Amabel quella mattina si trascinò in bagno, si dedicò a un bagno caldo, e poi iniziò a spazzolarsi i denti. Era terribilmente stanca. Di mattina lavorava in ospedale e il pomeriggio si dedicava allo studio medico a Small Heath. Il problema non erano i doppi turni, ma erano le continue medicazioni che più volte al giorno doveva offrire ai Peaky Blinders. Era incredibile la quantità di ferite che riuscivano a collezionare gli uomini degli Shelby nel giro di due ore. Thomas Shelby aveva apportato un cambiamento al loro accordo: settimanalmente le consegnava una somma di denaro per comprare il materiale per curare i suoi sottoposti, oltre ai soldi che aveva già accreditato sul conto in banca di Amabel. Nelle tre settimane passate lo aveva incontrato raramente, si erano limitati ad un saluto di cortesia, e ognuno aveva ripreso la propria strada. In un attimo la porta del bagno si spalancò e Evelyn e Diana invasero la stanza.
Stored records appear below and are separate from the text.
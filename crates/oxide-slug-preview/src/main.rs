//! slug-preview CLI
//!
//! Command-line tool for trying out slugs, validators and the preview
//! widget against records stored as JSON.

use std::collections::HashMap;
use std::path::{Path, PathBuf};

use anyhow::{bail, Context};
use clap::builder::BoolishValueParser;
use clap::{ArgAction, Parser, Subcommand};
use tracing::{debug, info, Level};
use tracing_subscriber::FmtSubscriber;

use oxide_slug_preview::config::{DEBUG_ENV, STATIC_URL_ENV};
use oxide_slug_preview::validation::{run_validators, slug_validators};
use oxide_slug_preview::{
    DynamicRecord, Field, ModelForm, Settings, SlugPreviewField, SlugPreviewFormField, Slugify,
    UrlFormat,
};

/// Slug fields with a live URL preview.
#[derive(Parser)]
#[command(name = "slug-preview")]
#[command(author, version, about, long_about = None)]
struct Cli {
    /// Serve unminified scripts in rendered media.
    #[arg(
        long,
        global = true,
        env = DEBUG_ENV,
        action = ArgAction::SetTrue,
        value_parser = BoolishValueParser::new()
    )]
    debug: bool,

    /// Prefix for relative static asset paths.
    #[arg(long, global = true, env = STATIC_URL_ENV, default_value = "/static/")]
    static_url: String,

    /// Enable verbose output.
    #[arg(short, long, global = true)]
    verbose: bool,

    #[command(subcommand)]
    command: Commands,
}

impl Cli {
    fn settings(&self) -> Settings {
        Settings {
            debug: self.debug,
            static_url: self.static_url.clone(),
        }
    }
}

#[derive(Subcommand)]
enum Commands {
    /// Print the slug for a piece of text.
    Slugify {
        /// Text to slugify.
        text: String,

        /// Use the ASCII-only slugify function.
        #[arg(long)]
        ascii: bool,
    },

    /// Check that a value is a valid slug.
    Validate {
        /// Value to check.
        value: String,

        /// Validate against the ASCII-only slugify function.
        #[arg(long)]
        ascii: bool,
    },

    /// Render the slug input with its URL preview.
    Render {
        /// Field name.
        name: String,

        /// Submitted value (binds the form).
        #[arg(long)]
        value: Option<String>,

        /// URL format, e.g. `/blog/{slug}/`.
        #[arg(short, long)]
        url_format: Option<String>,

        /// Attribute the slug is derived from.
        #[arg(short, long)]
        populate_from: Option<String>,

        /// Keep re-deriving the slug while the source changes.
        #[arg(long)]
        always_update: bool,

        /// JSON file holding the record being edited.
        #[arg(short, long)]
        record: Option<PathBuf>,

        /// Also print the CSS and script tags the widget needs.
        #[arg(long)]
        media: bool,
    },

    /// Run the pre-save hook on a record and print the result.
    PreSave {
        /// JSON file holding the record.
        #[arg(short, long)]
        record: PathBuf,

        /// Field name.
        field: String,

        /// Attribute the slug is derived from.
        #[arg(short, long)]
        populate_from: Option<String>,

        /// Re-derive even when the slug is already set.
        #[arg(long)]
        always_update: bool,

        /// Maximum slug length.
        #[arg(short, long)]
        max_length: Option<usize>,

        /// Use the ASCII-only slugify function.
        #[arg(long)]
        ascii: bool,

        /// Treat the record as newly inserted.
        #[arg(long)]
        add: bool,
    },
}

fn pick_slugify(ascii: bool) -> Slugify {
    if ascii {
        Slugify::ascii()
    } else {
        Slugify::default()
    }
}

fn load_record(path: &Path) -> anyhow::Result<DynamicRecord> {
    let json = std::fs::read_to_string(path)
        .with_context(|| format!("failed to read record {}", path.display()))?;
    let record = DynamicRecord::from_json(&json)
        .with_context(|| format!("failed to parse record {}", path.display()))?;
    debug!("Loaded record from {}", path.display());
    Ok(record)
}

fn main() -> anyhow::Result<()> {
    let cli = Cli::parse();

    // Setup logging
    let log_level = if cli.verbose {
        Level::DEBUG
    } else {
        Level::INFO
    };
    let subscriber = FmtSubscriber::builder()
        .with_max_level(log_level)
        .with_writer(std::io::stderr)
        .with_target(false)
        .without_time()
        .finish();
    tracing::subscriber::set_global_default(subscriber)?;

    let settings = cli.settings();

    match cli.command {
        Commands::Slugify { text, ascii } => {
            let slugify = pick_slugify(ascii);
            debug!("Slugifying with {:?}", slugify);
            println!("{}", slugify.apply(&text));
        }

        Commands::Validate { value, ascii } => {
            let slugify = pick_slugify(ascii);
            let errors = run_validators(&slug_validators(&slugify), &value);
            if let Some(error) = errors.first() {
                bail!("{:?}: {} [{}]", value, error.message, error.code);
            }
            info!("{:?} is a valid slug.", value);
        }

        Commands::Render {
            name,
            value,
            url_format,
            populate_from,
            always_update,
            record,
            media,
        } => {
            let record = record.as_deref().map(load_record).transpose()?;

            let mut field = SlugPreviewFormField::new(&name).always_update(always_update);
            if let Some(template) = url_format {
                field = field.url_format(UrlFormat::parse(&template)?);
            }
            if let Some(source) = populate_from {
                field = field.populate_from(source);
            }

            let mut form = ModelForm::new().field(field);
            if let Some(record) = &record {
                form = form.instance(record);
            }
            if let Some(value) = value {
                form = form.data(HashMap::from([(name.clone(), value)]));
            }

            if media {
                println!("{}", form.media(&settings).render(&settings));
            }
            println!("{}", form.bound_field(&name)?.as_widget());
        }

        Commands::PreSave {
            record,
            field,
            populate_from,
            always_update,
            max_length,
            ascii,
            add,
        } => {
            let mut instance = load_record(&record)?;

            let mut slug_field = SlugPreviewField::new(&field)
                .always_update(always_update)
                .slugify(pick_slugify(ascii));
            if let Some(source) = populate_from {
                slug_field = slug_field.populate_from(source);
            }
            if let Some(max) = max_length {
                slug_field = slug_field.max_length(max);
            }

            match slug_field.pre_save(&mut instance, add) {
                Some(slug) => info!("{} = {:?}", field, slug),
                None => info!("{} left empty", field),
            }
            println!("{}", serde_json::to_string_pretty(&instance)?);
        }
    }

    Ok(())
}
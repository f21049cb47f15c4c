mod common;

use common::{lowercase_slugify, post, post_slug_field, submitted};
use oxide_slug_preview::{
    CharField, Field, FormField, ModelForm, Record, Settings, SlugPreviewError, SlugPreviewField,
    SlugPreviewWidget, UrlFormat, Widget, WidgetAttrs,
};
use serde_json::json;

#[test]
fn test_widget_markup() {
    let widget = SlugPreviewWidget::new().url_format(UrlFormat::parse("/posts/{slug}/").unwrap());
    let html = widget.render("slug", Some("my-post"), &WidgetAttrs::new());
    assert_eq!(
        html,
        concat!(
            r#"<kbd class="slugpreview">"#,
            r#"<span class="url-prefix">/posts/</span>"#,
            r#"<span class="url-slug"><input type="text" name="slug" value="my-post"></span>"#,
            r#"<span class="url-suffix">/</span>"#,
            "</kbd>",
        )
    );
}

#[test]
fn test_bound_field_resolved_twice_carries_record() {
    let record = post("Hello", Some("hello")).with_url_format("/blog/2024/{slug}/");
    let form = ModelForm::new()
        .field(post_slug_field().formfield())
        .instance(&record);

    let first = form.bound_field("slug").unwrap();
    let second = form.bound_field("slug").unwrap();
    assert!(first.record().is_some());
    assert!(second.record().is_some());
    assert_eq!(first.as_widget(), second.as_widget());
    assert!(first
        .as_widget()
        .contains(r#"<span class="url-prefix">/blog/2024/</span>"#));
}

#[test]
fn test_field_url_format_wins_over_record() {
    let record = post("Hello", None).with_url_format("/record/{slug}/");
    let field = post_slug_field().url_format(UrlFormat::parse("/field/{slug}").unwrap());
    let form = ModelForm::new().field(field.formfield()).instance(&record);

    let html = form.bound_field("slug").unwrap().as_widget();
    assert!(html.contains(r#"<span class="url-prefix">/field/</span>"#));
    assert!(html.contains(r#"<span class="url-suffix"></span>"#));
}

#[test]
fn test_malformed_record_format_falls_back() {
    let record = post("Hello", None).with_url_format("/no-placeholder/");
    let form = ModelForm::new()
        .field(post_slug_field().formfield())
        .instance(&record);

    let html = form.bound_field("slug").unwrap().as_widget();
    assert!(html.contains(r#"<span class="url-prefix">/</span>"#));
    assert!(html.contains(r#"<span class="url-suffix">/</span>"#));
}

#[test]
fn test_configured_format_must_have_one_placeholder() {
    assert!(matches!(
        UrlFormat::parse("/posts/"),
        Err(SlugPreviewError::InvalidUrlFormat { .. })
    ));
    assert!(matches!(
        UrlFormat::parse("/{slug}/{slug}/"),
        Err(SlugPreviewError::InvalidUrlFormat { .. })
    ));
}

#[test]
fn test_input_carries_data_attributes() {
    let field = post_slug_field()
        .always_update(true)
        .url_format(UrlFormat::parse("/p/{slug}/").unwrap());
    let form = ModelForm::new().field(field.formfield());

    let html = form.bound_field("slug").unwrap().as_widget();
    assert!(html.contains(r#"data-populate-from="title""#));
    assert!(html.contains(r#"data-url-format="/p/{slug}/""#));
    assert!(html.contains(r#"data-always-update="true""#));
    assert!(html.contains(r#"maxlength="50""#));
    assert!(html.contains(r#"id="id_slug""#));
}

#[test]
fn test_custom_slugify_end_to_end() {
    let model_field = SlugPreviewField::new("slug")
        .populate_from("title")
        .slugify(lowercase_slugify());
    let form_field = model_field.formfield();
    assert_eq!(form_field.config().slugify.name(), "lowercase");

    let rejected = ModelForm::new()
        .field(model_field.formfield())
        .data(submitted(&[("slug", "UPPER")]));
    let errors = match rejected.full_clean() {
        Err(SlugPreviewError::Validation(errors)) => errors,
        other => panic!("expected validation errors, got {other:?}"),
    };
    assert_eq!(errors.get("slug").unwrap()[0].code, "invalid");

    let accepted = ModelForm::new()
        .field(model_field.formfield())
        .data(submitted(&[("slug", "lower")]));
    let cleaned = accepted.full_clean().unwrap();

    let mut record = post("Some Title", None);
    cleaned.apply_to(&mut record);
    assert_eq!(model_field.pre_save(&mut record, true).as_deref(), Some("lower"));
}

#[test]
fn test_blank_submission_is_derived_on_save() {
    let model_field = post_slug_field().options(oxide_slug_preview::FieldOptions::new().blank(true));
    let form = ModelForm::new()
        .field(CharField::new("title", "Title"))
        .field(model_field.formfield())
        .data(submitted(&[("title", "Fresh Post"), ("slug", "")]));

    let cleaned = form.full_clean().unwrap();
    let mut record = post("", Some("stale"));
    cleaned.apply_to(&mut record);
    assert_eq!(record.get("slug"), Some(json!(null)));

    model_field.pre_save(&mut record, false);
    assert_eq!(record.get("slug"), Some(json!("fresh-post")));
}

#[test]
fn test_formfield_overrides() {
    use oxide_slug_preview::FormFieldOverrides;

    let model_field = SlugPreviewField::new("permalink").options(
        oxide_slug_preview::FieldOptions::new()
            .verbose_name("Web address")
            .help_text("Part of the URL"),
    );
    let plain = model_field.formfield();
    assert_eq!(FormField::label(&plain), "Web address");
    assert_eq!(FormField::help_text(&plain), Some("Part of the URL"));
    assert!(FormField::required(&plain));

    let overridden = model_field.formfield_with(
        FormFieldOverrides::new()
            .label("Slug")
            .required(false)
            .max_length(20),
    );
    assert_eq!(FormField::label(&overridden), "Slug");
    assert!(!FormField::required(&overridden));
    assert_eq!(
        overridden.widget_attrs().get("maxlength").map(String::as_str),
        Some("20")
    );
}

#[test]
fn test_media_order_and_debug_names() {
    let form = ModelForm::new()
        .field(CharField::new("title", "Title"))
        .field(post_slug_field().formfield());

    let production = Settings::default();
    let media = form.media(&production);
    assert_eq!(
        media.js_files(),
        [
            "admin/js/vendor/jquery/jquery.min.js",
            "admin/js/jquery.init.js",
            "admin/js/urlify.js",
            "admin/js/prepopulate.min.js",
            "slug_preview/js/slug_preview.js",
        ]
    );
    assert!(media
        .render(&production)
        .contains(r#"<script src="/static/slug_preview/js/slug_preview.js"></script>"#));

    let debug = Settings {
        debug: true,
        static_url: "https://cdn.example.com/assets/".to_string(),
    };
    let media = form.media(&debug);
    assert_eq!(media.js_files()[0], "admin/js/vendor/jquery/jquery.js");
    assert!(media
        .render(&debug)
        .contains("https://cdn.example.com/assets/slug_preview/css/slug_preview.css"));
}

#[test]
fn test_full_form_render() {
    let record = post("Hello", Some("hello"));
    let form = ModelForm::new()
        .field(CharField::new("title", "Title"))
        .field(post_slug_field().formfield())
        .instance(&record);

    let html = form.render("/posts/1", "post");
    assert!(html.contains(r#"value="Hello""#));
    assert!(html.contains(r#"value="hello""#));
    assert!(html.contains("slugpreview"));
}

#[test]
fn test_unknown_field_lookup() {
    let form = ModelForm::new().field(post_slug_field().formfield());
    let err = form.bound_field("title").unwrap_err();
    assert!(err.to_string().contains("title"));
}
“Ritira quello che hai detto, brutta strega!” sbraitò Evelyn, in camicia da notte, con i capelli scompigliati. Diana scoppiò a ridere e scosse la testa.
“Non ci penso proprio. Resto della mia posizione.”
“Io ti strozzo!”
Quando Evelyn tentò di afferrare la più piccola, Amabel si mise fra le due con ancora lo spazzolino in bocca.
“Che state facendo?”
“Diana dice che le bomboniere che ho scelto per il mio matrimonio sono orribili!”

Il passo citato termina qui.